You’re fixing the wrong thing.

March 7, 2012 at 3:02 am (doing it wrong, lying documentation, trouble with small numbers)

Some folks at Mathworks read this blog. I know because I get referrals from Mathworks internal wikis and bug trackers.

I also know because I’ve seen a few documentation changes. For example, you guys have updated the documentation for “sparse” to reflect that it adds together overlapping indices rather than overwriting them like normal arrays; you updated the docs on “randsample” to reflect that it draws random samples from arrays only if they are at least 2 elements long; you even updated the docs for “getframe” to clarify that you need to turn off the fucking screen saver and walk away from the computer like it’s 1992.

Ahem. You guys are missing the point. Let me repeat from before.

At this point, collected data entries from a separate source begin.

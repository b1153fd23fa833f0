//! Port abstraction for the serial link to the keypad.
//!
//! The protocol layer only needs a byte stream that can report how many bytes
//! are waiting, so that line reads never block the scheduling loop.
//!
//! ```text
//! +---------------------+
//! |   Device session    |
//! |  (handshake, poll)  |
//! +----------+----------+
//!            |
//!            v
//! +----------+----------+
//! |    LineTransport    |
//! +----------+----------+
//!            |
//!            v
//! +----------+----------+     +------------------+
//! |     Port trait      | <-- | NativePort       |
//! +---------------------+     |  (serialport)    |
//!                             +------------------+
//! ```
//!
//! ## Example
//!
//! ```rust,no_run
//! use inkkeys::port::Port;
//!
//! fn example(port: &mut dyn Port) -> inkkeys::Result<()> {
//!     port.write_all_bytes(b"I\n")?;
//!     println!("{} bytes pending", port.bytes_to_read()?);
//!     Ok(())
//! }
//! ```

#[cfg(feature = "native")]
pub mod native;

#[cfg(any(test, feature = "testing"))]
pub mod mock;

use std::io::{Read, Write};
use std::time::Duration;

use crate::error::Result;

/// Baud rate the keypad firmware listens on.
pub const DEFAULT_BAUD: u32 = 115200;

/// Serial port configuration.
#[derive(Debug, Clone)]
pub struct SerialConfig {
    /// Port name/path (e.g., "/dev/ttyACM0", "COM3").
    pub port_name: String,
    /// Baud rate.
    pub baud_rate: u32,
    /// Read/write timeout.
    pub timeout: Duration,
}

impl Default for SerialConfig {
    fn default() -> Self {
        Self {
            port_name: String::new(),
            baud_rate: DEFAULT_BAUD,
            timeout: Duration::from_millis(1000),
        }
    }
}

impl SerialConfig {
    /// Create a new configuration with port name and baud rate.
    pub fn new(port_name: impl Into<String>, baud_rate: u32) -> Self {
        Self {
            port_name: port_name.into(),
            baud_rate,
            ..Default::default()
        }
    }

    /// Set the timeout.
    #[must_use]
    pub fn with_timeout(mut self, timeout: Duration) -> Self {
        self.timeout = timeout;
        self
    }
}

/// Serial port information.
#[derive(Debug, Clone, PartialEq, Eq)]
#[cfg_attr(feature = "serde", derive(serde::Serialize))]
pub struct PortInfo {
    /// Port name/path.
    pub name: String,
    /// USB vendor ID (if available).
    pub vid: Option<u16>,
    /// USB product ID (if available).
    pub pid: Option<u16>,
    /// Manufacturer string (if available).
    pub manufacturer: Option<String>,
    /// Product string (if available).
    pub product: Option<String>,
    /// Serial number (if available).
    pub serial_number: Option<String>,
}

impl PortInfo {
    /// Whether this port reports the given USB VID/PID pair.
    pub fn matches(&self, vid: u16, pid: u16) -> bool {
        self.vid == Some(vid) && self.pid == Some(pid)
    }
}

/// Byte stream to the keypad.
pub trait Port: Read + Write + Send {
    /// Get the port name/path.
    fn name(&self) -> &str;

    /// Number of received bytes that can be read without blocking.
    fn bytes_to_read(&mut self) -> Result<usize>;

    /// Close the port and release resources.
    ///
    /// After calling this method, the port cannot be used for further I/O.
    fn close(&mut self) -> Result<()>;

    /// Write all bytes, blocking until complete.
    fn write_all_bytes(&mut self, buf: &[u8]) -> Result<()> {
        std::io::Write::write_all(self, buf)?;
        std::io::Write::flush(self)?;
        Ok(())
    }
}

/// Trait for listing available serial ports.
///
/// This is separated from `Port` because it's a static operation that
/// doesn't require an open port instance.
pub trait PortEnumerator {
    /// List all available serial ports.
    fn list_ports() -> Result<Vec<PortInfo>>;
}

#[cfg(feature = "native")]
pub use native::{NativePort, NativePortEnumerator};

It’s not that MATLAB’s behavior isn’t documented; it’s that the behavior is stupid, and leads to errors when your users (reasonably) assume that behavior would be consistent over array dimensions, or that behavior would be consistent between different but related functions, or that behavior would be consistent within a single function, or that things would just not be busted in general.

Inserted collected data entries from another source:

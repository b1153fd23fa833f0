//! Native serial port implementation using the `serialport` crate.

use {
    crate::{
        error::{Error, Result},
        port::{Port, PortEnumerator, PortInfo, SerialConfig},
    },
    log::trace,
    serialport::{DataBits, FlowControl, Parity, StopBits},
    std::io::{Read, Write},
};

/// Native serial port implementation.
pub struct NativePort {
    port: Option<Box<dyn serialport::SerialPort>>,
    name: String,
}

impl NativePort {
    /// Open a serial port with the given configuration (8N1, no flow control).
    pub fn open(config: &SerialConfig) -> Result<Self> {
        let port = serialport::new(&config.port_name, config.baud_rate)
            .timeout(config.timeout)
            .data_bits(DataBits::Eight)
            .parity(Parity::None)
            .stop_bits(StopBits::One)
            .flow_control(FlowControl::None)
            .open()?;

        trace!("Opened {} at {} baud", config.port_name, config.baud_rate);

        Ok(Self {
            port: Some(port),
            name: config
                .port_name
                .clone(),
        })
    }

    /// Open a serial port with default settings.
    pub fn open_simple(port_name: &str, baud_rate: u32) -> Result<Self> {
        let config = SerialConfig::new(port_name, baud_rate);
        Self::open(&config)
    }

    fn closed_error() -> Error {
        Error::Serial(serialport::Error::new(
            serialport::ErrorKind::NoDevice,
            "Port is closed",
        ))
    }
}

impl Port for NativePort {
    fn name(&self) -> &str {
        &self.name
    }

    fn bytes_to_read(&mut self) -> Result<usize> {
        match self.port {
            Some(ref p) => Ok(p.bytes_to_read()? as usize),
            None => Err(Self::closed_error()),
        }
    }

    fn close(&mut self) -> Result<()> {
        // Dropping the handle closes the device
        self.port
            .take();
        Ok(())
    }
}

impl Read for NativePort {
    fn read(&mut self, buf: &mut [u8]) -> std::io::Result<usize> {
        self.port
            .as_mut()
            .ok_or_else(|| std::io::Error::new(std::io::ErrorKind::NotConnected, "port closed"))
            .and_then(|p| p.read(buf))
    }
}

impl Write for NativePort {
    fn write(&mut self, buf: &[u8]) -> std::io::Result<usize> {
        self.port
            .as_mut()
            .ok_or_else(|| std::io::Error::new(std::io::ErrorKind::NotConnected, "port closed"))
            .and_then(|p| p.write(buf))
    }

    fn flush(&mut self) -> std::io::Result<()> {
        self.port
            .as_mut()
            .ok_or_else(|| std::io::Error::new(std::io::ErrorKind::NotConnected, "port closed"))
            .and_then(std::io::Write::flush)
    }
}

/// Native port enumerator.
pub struct NativePortEnumerator;

impl PortEnumerator for NativePortEnumerator {
    fn list_ports() -> Result<Vec<PortInfo>> {
        let ports = serialport::available_ports().map_err(Error::Serial)?;

        Ok(ports
            .into_iter()
            .map(|p| {
                let (vid, pid, manufacturer, product, serial_number) = match p.port_type {
                    serialport::SerialPortType::UsbPort(info) => (
                        Some(info.vid),
                        Some(info.pid),
                        info.manufacturer,
                        info.product,
                        info.serial_number,
                    ),
                    _ => (None, None, None, None, None),
                };

                PortInfo {
                    name: p.port_name,
                    vid,
                    pid,
                    manufacturer,
                    product,
                    serial_number,
                }
            })
            .collect())
    }
}

#[cfg(test)]
mod tests {
    use super::*;

    #[test]
    fn test_list_ports() {
        // This test just verifies that list_ports doesn't panic
        let _ = NativePortEnumerator::list_ports();
    }

    #[test]
    fn test_open_missing_port_fails() {
        let result = NativePort::open_simple("/dev/inkkeys-does-not-exist", 115200);
        assert!(result.is_err());
    }
}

I liked the previous, unmodified documentation. It reflected the intentions of your programmers; clearly they were trying to implement the reasonable and useful things they described. It’s too bad you don’t have the wherewithal to finish the job you clearly meant to do and fix the stupid behavior.

Permalink 3 Comments

Matlab doesn’t know how to draw one ball out of an urn containing one ball.

June 2, 2010 at 12:33 pm (matlab is bad at math, trouble with small numbers)

You are stimulating a discrete Markov process. You have a left-stochastic(*) matrix X where X(j,i) gives the probability of transitioning from state i to the state j. There are a lot of states, and most of the state transition probabilities are zero, so to fit your system into memory, you have built X as a sparse matrix.

You have the index of the current state, i; you want to simulate the next step and randomly draw a value for the index the next state j.

Easy enough to begin with, we find the indices and probabilities of the potential next states like this:

nextStates = find(X(:,i));
weights = X(nextStates,i);

So now we need to generate a random draw from a discrete distribution, where we know the probability of each value of the distribution. Isn’t there a function that does that? Oh yes, randsample. After looking through the help for randsample (a task that is more difficult than it sounds) we might write:

j = randsample(nextStates, 1, 1, full(weights));

Now a really easy question: How and why does this break? Answer below the fold. (hint: look at the category of the post)

(*) while almost all the mathematical literature uses right-stochastic matrices, in MATLAB the sparse matrices are mush slower if you use them that way.

Read the rest of this entry »

Permalink 8 Comments

Graphics puzzle.

August 20, 2009 at 10:50 pm (matlab is bad at math, powerfully stupid graphics, Simple trivia about its fundamental behavior that you probably can't answer, trouble with small numbers)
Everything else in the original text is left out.